Sarcolemmal membrane excitability during repeated intermittent maximal voluntary contractions.

Abstract

What is the central question of this study? Is impaired membrane excitability reflected by an increase or by a decrease in M-wave amplitude? What is the main finding and its importance? The magnitude of the M-wave first and second phases changed in completely different ways during intermittent maximal voluntary contractions, leading to the counterintuitive conclusion that it is an increase (and not a decrease) of the M-wave first phase that reflects impaired membrane excitability. The study was undertaken to investigate separately the changes in the first and second phases of the muscle compound action potential (M-wave) during 4min of intermittent maximal voluntary contractions (MVCs) of the quadriceps. M-waves were evoked by supramaximal single electrical stimulation to the femoral nerve delivered in the resting periods between 48 successive MVCs of 3s. The amplitude, duration and area of the M-wave first and second phases were measured separately, together with muscle conduction velocity and MVC force. During the intermittent MVCs, the amplitude of the M-wave first phase increased uninterruptedly for the first 3min (12-16%, P< 0.05) and stabilized thereafter, whereas the second phase initially increased for 55-75s (11-22%, P< 0.05), but decreased subsequently.

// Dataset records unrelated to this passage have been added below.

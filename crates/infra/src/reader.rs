//! The read side: every answer folds ledger history on demand.

use chrono::{DateTime, Utc};
use rust_decimal::Decimal;
use thiserror::Error;

use goldbook_core::{BankAccountId, CustomerId};
use goldbook_ledger::{
    Balance, JewelryPosition, PostedTransaction, PurityBucket, bank_account_flow, derive_balance,
    derive_balance_as_of, jewelry_positions, raw_gold_by_purity,
};
use goldbook_parties::Customer;

use crate::ledger_store::{LedgerStore, StorageError};

/// Read failure.
#[derive(Debug, Error)]
pub enum ReadError {
    #[error("customer not found: {0}")]
    CustomerNotFound(CustomerId),
    #[error("bank account not found: {0}")]
    BankAccountNotFound(BankAccountId),
    #[error(transparent)]
    Storage(#[from] StorageError),
}

/// A customer row together with its derived balance.
#[derive(Debug, Clone, PartialEq)]
pub struct CustomerOverview {
    pub customer: Customer,
    pub balance: Balance,
}

/// Derivation queries over a [`LedgerStore`].
///
/// Nothing here is cached or stored. Every call fetches the relevant
/// history and folds it in sequence order.
pub struct LedgerReader<S> {
    store: S,
}

impl<S: LedgerStore> LedgerReader<S> {
    pub fn new(store: S) -> Self {
        Self { store }
    }

    /// Full statement: the customer's records in insertion order.
    pub fn statement(&self, customer: CustomerId) -> Result<Vec<PostedTransaction>, ReadError> {
        self.ensure_customer(customer)?;
        Ok(self.store.transactions_for(customer)?)
    }

    pub fn balance(&self, customer: CustomerId) -> Result<Balance, ReadError> {
        let posted = self.statement(customer)?;
        Ok(derive_balance(posted.iter().map(|p| &p.record)))
    }

    /// Balance from records captured at or before `as_of`.
    pub fn balance_as_of(
        &self,
        customer: CustomerId,
        as_of: DateTime<Utc>,
    ) -> Result<Balance, ReadError> {
        let posted = self.statement(customer)?;
        Ok(derive_balance_as_of(
            posted.iter().map(|p| &p.record),
            as_of,
        ))
    }

    /// Net raw-gold position per purity, highest purity first.
    pub fn raw_gold_by_purity(
        &self,
        customer: CustomerId,
    ) -> Result<Vec<PurityBucket>, ReadError> {
        let posted = self.statement(customer)?;
        Ok(raw_gold_by_purity(posted.iter().map(|p| &p.record)))
    }

    /// Net per-piece jewelry flow for one customer.
    pub fn jewelry_positions(
        &self,
        customer: CustomerId,
    ) -> Result<Vec<JewelryPosition>, ReadError> {
        let posted = self.statement(customer)?;
        Ok(jewelry_positions(posted.iter().map(|p| &p.record)))
    }

    /// Net money flow through one bank account, across all customers.
    pub fn bank_account_balance(&self, account: BankAccountId) -> Result<Decimal, ReadError> {
        if self.store.bank_account(account)?.is_none() {
            return Err(ReadError::BankAccountNotFound(account));
        }
        let posted = self.store.all_transactions()?;
        Ok(bank_account_flow(posted.iter().map(|p| &p.record), account))
    }

    /// One customer with its derived balance.
    pub fn overview(&self, customer: CustomerId) -> Result<CustomerOverview, ReadError> {
        let row = self
            .store
            .customer(customer)?
            .ok_or(ReadError::CustomerNotFound(customer))?;
        let posted = self.store.transactions_for(customer)?;
        Ok(CustomerOverview {
            customer: row,
            balance: derive_balance(posted.iter().map(|p| &p.record)),
        })
    }

    /// Every registered customer with its derived balance, in registration
    /// order.
    pub fn overviews(&self) -> Result<Vec<CustomerOverview>, ReadError> {
        let customers = self.store.list_customers()?;
        let posted = self.store.all_transactions()?;
        Ok(customers
            .into_iter()
            .map(|customer| {
                let id = customer.id();
                let balance = derive_balance(
                    posted
                        .iter()
                        .map(|p| &p.record)
                        .filter(|record| record.customer_id == id),
                );
                CustomerOverview { customer, balance }
            })
            .collect())
    }

    fn ensure_customer(&self, customer: CustomerId) -> Result<(), ReadError> {
        if self.store.customer(customer)?.is_none() {
            return Err(ReadError::CustomerNotFound(customer));
        }
        Ok(())
    }
}

#[cfg(test)]
mod tests {
    use chrono::Utc;

    use goldbook_parties::CustomerRole;

    use crate::ledger_store::InMemoryLedgerStore;

    use super::*;

    #[test]
    fn statement_requires_a_known_customer() {
        let reader = LedgerReader::new(InMemoryLedgerStore::new());
        let err = reader.statement(CustomerId::new()).unwrap_err();
        assert!(matches!(err, ReadError::CustomerNotFound(_)));
    }

    #[test]
    fn overviews_cover_every_registered_customer() {
        let store = InMemoryLedgerStore::new();
        for name in ["One", "Two", "Three"] {
            let customer = Customer::register(
                CustomerId::new(),
                name,
                CustomerRole::Customer,
                None,
                Utc::now(),
            )
            .unwrap();
            store.insert_customer(customer).unwrap();
        }

        let reader = LedgerReader::new(store);
        let overviews = reader.overviews().unwrap();
        assert_eq!(overviews.len(), 3);
        assert_eq!(overviews[0].customer.full_name(), "One");
        assert!(overviews.iter().all(|o| o.balance == Balance::ZERO));
    }
}
//! Transaction kinds, payloads, and the immutable ledger record.

use chrono::{DateTime, Utc};
use core::str::FromStr;
use rust_decimal::Decimal;
use serde::{Deserialize, Serialize};

use goldbook_core::{
    BankAccountId, CustomerId, DomainError, DomainResult, JewelryItemId, TransactionId,
};

/// The eight transaction kinds, named from the customer's perspective:
/// `SellRawGold` means the customer sells gold **to** the business.
///
/// The wire names below are the exact labels the business (and its upstream
/// assistant) uses in request payloads. Parsing happens once at the boundary;
/// past that point every `match` is exhaustive over the closed enum, so a new
/// kind cannot be added without teaching derivation and validation about it.
#[derive(Debug, Clone, Copy, PartialEq, Eq, Hash, Serialize, Deserialize)]
pub enum TransactionKind {
    #[serde(rename = "Sell Raw Gold")]
    SellRawGold,
    #[serde(rename = "Buy Raw Gold")]
    BuyRawGold,
    #[serde(rename = "Receive Money")]
    ReceiveMoney,
    #[serde(rename = "Send Money")]
    SendMoney,
    #[serde(rename = "Receive Raw Gold")]
    ReceiveRawGold,
    #[serde(rename = "Give Raw Gold")]
    GiveRawGold,
    #[serde(rename = "Receive Jewelry")]
    ReceiveJewelry,
    #[serde(rename = "Give Jewelry")]
    GiveJewelry,
}

impl TransactionKind {
    pub const ALL: [TransactionKind; 8] = [
        TransactionKind::SellRawGold,
        TransactionKind::BuyRawGold,
        TransactionKind::ReceiveMoney,
        TransactionKind::SendMoney,
        TransactionKind::ReceiveRawGold,
        TransactionKind::GiveRawGold,
        TransactionKind::ReceiveJewelry,
        TransactionKind::GiveJewelry,
    ];

    pub fn wire_name(&self) -> &'static str {
        match self {
            TransactionKind::SellRawGold => "Sell Raw Gold",
            TransactionKind::BuyRawGold => "Buy Raw Gold",
            TransactionKind::ReceiveMoney => "Receive Money",
            TransactionKind::SendMoney => "Send Money",
            TransactionKind::ReceiveRawGold => "Receive Raw Gold",
            TransactionKind::GiveRawGold => "Give Raw Gold",
            TransactionKind::ReceiveJewelry => "Receive Jewelry",
            TransactionKind::GiveJewelry => "Give Jewelry",
        }
    }

}

impl core::fmt::Display for TransactionKind {
    fn fmt(&self, f: &mut core::fmt::Formatter<'_>) -> core::fmt::Result {
        f.write_str(self.wire_name())
    }
}

impl FromStr for TransactionKind {
    type Err = DomainError;

    fn from_str(s: &str) -> Result<Self, Self::Err> {
        TransactionKind::ALL
            .into_iter()
            .find(|kind| kind.wire_name() == s.trim())
            .ok_or_else(|| DomainError::validation(format!("unknown transaction type: {s}")))
    }
}

/// Payload of a raw-gold trade against money (`SellRawGold` / `BuyRawGold`).
#[derive(Debug, Clone, PartialEq, Eq, Serialize, Deserialize)]
#[serde(deny_unknown_fields)]
pub struct RawGoldTrade {
    pub weight_grams: Decimal,
    pub purity: Decimal,
    /// Agreed total price for the lot, money units.
    pub price: Decimal,
}

impl RawGoldTrade {
    pub fn validate(&self) -> DomainResult<()> {
        ensure_positive("weight_grams", self.weight_grams)?;
        ensure_purity(self.purity)?;
        ensure_positive("price", self.price)
    }

    /// Pure gold content of the lot, grams.
    pub fn pure_grams(&self) -> Decimal {
        self.weight_grams * self.purity
    }
}

/// Payload of a money movement through a bank account
/// (`ReceiveMoney` / `SendMoney`).
#[derive(Debug, Clone, PartialEq, Eq, Serialize, Deserialize)]
#[serde(deny_unknown_fields)]
pub struct MoneyMovement {
    pub amount: Decimal,
    pub bank_account_id: BankAccountId,
}

impl MoneyMovement {
    pub fn validate(&self) -> DomainResult<()> {
        ensure_positive("amount", self.amount)
    }
}

/// Payload of a raw-gold hand-over with no payment leg
/// (`ReceiveRawGold` / `GiveRawGold`).
#[derive(Debug, Clone, PartialEq, Eq, Serialize, Deserialize)]
#[serde(deny_unknown_fields)]
pub struct RawGoldTransfer {
    pub weight_grams: Decimal,
    pub purity: Decimal,
}

impl RawGoldTransfer {
    pub fn validate(&self) -> DomainResult<()> {
        ensure_positive("weight_grams", self.weight_grams)?;
        ensure_purity(self.purity)
    }

    pub fn pure_grams(&self) -> Decimal {
        self.weight_grams * self.purity
    }
}

/// Snapshot of a jewelry piece as resolved at validation time
/// (`ReceiveJewelry` / `GiveJewelry`).
///
/// Requests reference pieces by serial code only; the validator resolves the
/// piece and freezes its weight and purity into the record, so the balance
/// fold never needs a registry lookup.
#[derive(Debug, Clone, PartialEq, Eq, Serialize, Deserialize)]
pub struct JewelryMovement {
    pub jewelry_id: JewelryItemId,
    pub jewelry_code: String,
    pub weight_grams: Decimal,
    pub purity: Decimal,
}

impl JewelryMovement {
    pub fn validate(&self) -> DomainResult<()> {
        if self.jewelry_code.trim().is_empty() {
            return Err(DomainError::validation("jewelry_code cannot be empty"));
        }
        ensure_positive("weight_grams", self.weight_grams)?;
        ensure_purity(self.purity)
    }

    pub fn pure_grams(&self) -> Decimal {
        self.weight_grams * self.purity
    }
}

/// Typed payload per transaction kind.
#[derive(Debug, Clone, PartialEq, Eq, Serialize, Deserialize)]
#[serde(tag = "kind")]
pub enum TransactionDetails {
    #[serde(rename = "Sell Raw Gold")]
    SellRawGold(RawGoldTrade),
    #[serde(rename = "Buy Raw Gold")]
    BuyRawGold(RawGoldTrade),
    #[serde(rename = "Receive Money")]
    ReceiveMoney(MoneyMovement),
    #[serde(rename = "Send Money")]
    SendMoney(MoneyMovement),
    #[serde(rename = "Receive Raw Gold")]
    ReceiveRawGold(RawGoldTransfer),
    #[serde(rename = "Give Raw Gold")]
    GiveRawGold(RawGoldTransfer),
    #[serde(rename = "Receive Jewelry")]
    ReceiveJewelry(JewelryMovement),
    #[serde(rename = "Give Jewelry")]
    GiveJewelry(JewelryMovement),
}

impl TransactionDetails {
    pub fn kind(&self) -> TransactionKind {
        match self {
            TransactionDetails::SellRawGold(_) => TransactionKind::SellRawGold,
            TransactionDetails::BuyRawGold(_) => TransactionKind::BuyRawGold,
            TransactionDetails::ReceiveMoney(_) => TransactionKind::ReceiveMoney,
            TransactionDetails::SendMoney(_) => TransactionKind::SendMoney,
            TransactionDetails::ReceiveRawGold(_) => TransactionKind::ReceiveRawGold,
            TransactionDetails::GiveRawGold(_) => TransactionKind::GiveRawGold,
            TransactionDetails::ReceiveJewelry(_) => TransactionKind::ReceiveJewelry,
            TransactionDetails::GiveJewelry(_) => TransactionKind::GiveJewelry,
        }
    }

    pub fn validate(&self) -> DomainResult<()> {
        match self {
            TransactionDetails::SellRawGold(p) | TransactionDetails::BuyRawGold(p) => p.validate(),
            TransactionDetails::ReceiveMoney(p) | TransactionDetails::SendMoney(p) => p.validate(),
            TransactionDetails::ReceiveRawGold(p) | TransactionDetails::GiveRawGold(p) => {
                p.validate()
            }
            TransactionDetails::ReceiveJewelry(p) | TransactionDetails::GiveJewelry(p) => {
                p.validate()
            }
        }
    }

    /// Signed money delta. Positive: the business owes the customer.
    ///
    /// The authoritative table. Exhaustive on purpose: a ninth kind must be
    /// priced here before anything compiles.
    pub fn money_delta(&self) -> Decimal {
        match self {
            TransactionDetails::SellRawGold(trade) => trade.price,
            TransactionDetails::BuyRawGold(trade) => -trade.price,
            TransactionDetails::ReceiveMoney(movement) => movement.amount,
            TransactionDetails::SendMoney(movement) => -movement.amount,
            TransactionDetails::ReceiveRawGold(_) | TransactionDetails::GiveRawGold(_) => {
                Decimal::ZERO
            }
            TransactionDetails::ReceiveJewelry(_) | TransactionDetails::GiveJewelry(_) => {
                Decimal::ZERO
            }
        }
    }

    /// Signed pure-gold delta in grams. Negative: gold flowed into the
    /// business (the business holds it and owes it back).
    pub fn gold_delta(&self) -> Decimal {
        match self {
            TransactionDetails::SellRawGold(trade) => -trade.pure_grams(),
            TransactionDetails::BuyRawGold(trade) => trade.pure_grams(),
            TransactionDetails::ReceiveMoney(_) | TransactionDetails::SendMoney(_) => Decimal::ZERO,
            TransactionDetails::ReceiveRawGold(transfer) => -transfer.pure_grams(),
            TransactionDetails::GiveRawGold(transfer) => transfer.pure_grams(),
            TransactionDetails::ReceiveJewelry(movement) => -movement.pure_grams(),
            TransactionDetails::GiveJewelry(movement) => movement.pure_grams(),
        }
    }

    /// Bank account a money movement routed through, for the two money kinds.
    pub fn bank_account_id(&self) -> Option<BankAccountId> {
        match self {
            TransactionDetails::ReceiveMoney(movement) | TransactionDetails::SendMoney(movement) => {
                Some(movement.bank_account_id)
            }
            _ => None,
        }
    }

    /// Serial code of the moved piece, for the two jewelry kinds.
    pub fn jewelry_code(&self) -> Option<&str> {
        match self {
            TransactionDetails::ReceiveJewelry(movement)
            | TransactionDetails::GiveJewelry(movement) => Some(&movement.jewelry_code),
            _ => None,
        }
    }
}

The enlargement of the first phase occurred in parallel with an increase in its duration, and concomitantly with a decline in conduction velocity (maximal cross-correlations, 0.89-0.97; time lag, 0s). Also, a significant temporal association was found between the amplitude of the first phase and MVC force (time lag, 0s; maximal cross-correlations, 0.85-0.97). Conversely, there was no temporal association between the second phase amplitude and conduction velocity or MVC force (time lag, 73-117s; maximal cross-correlations, 0.65-0.77). It is concluded that the enlargement of the M-wave first phase is the electrical manifestation of impaired muscle membrane excitability. The results highlight the importance of independently analysing the first and second phases, as only the first phase can be used reliably to detect changes in membrane excitability, while the second might be affected by muscle architecture.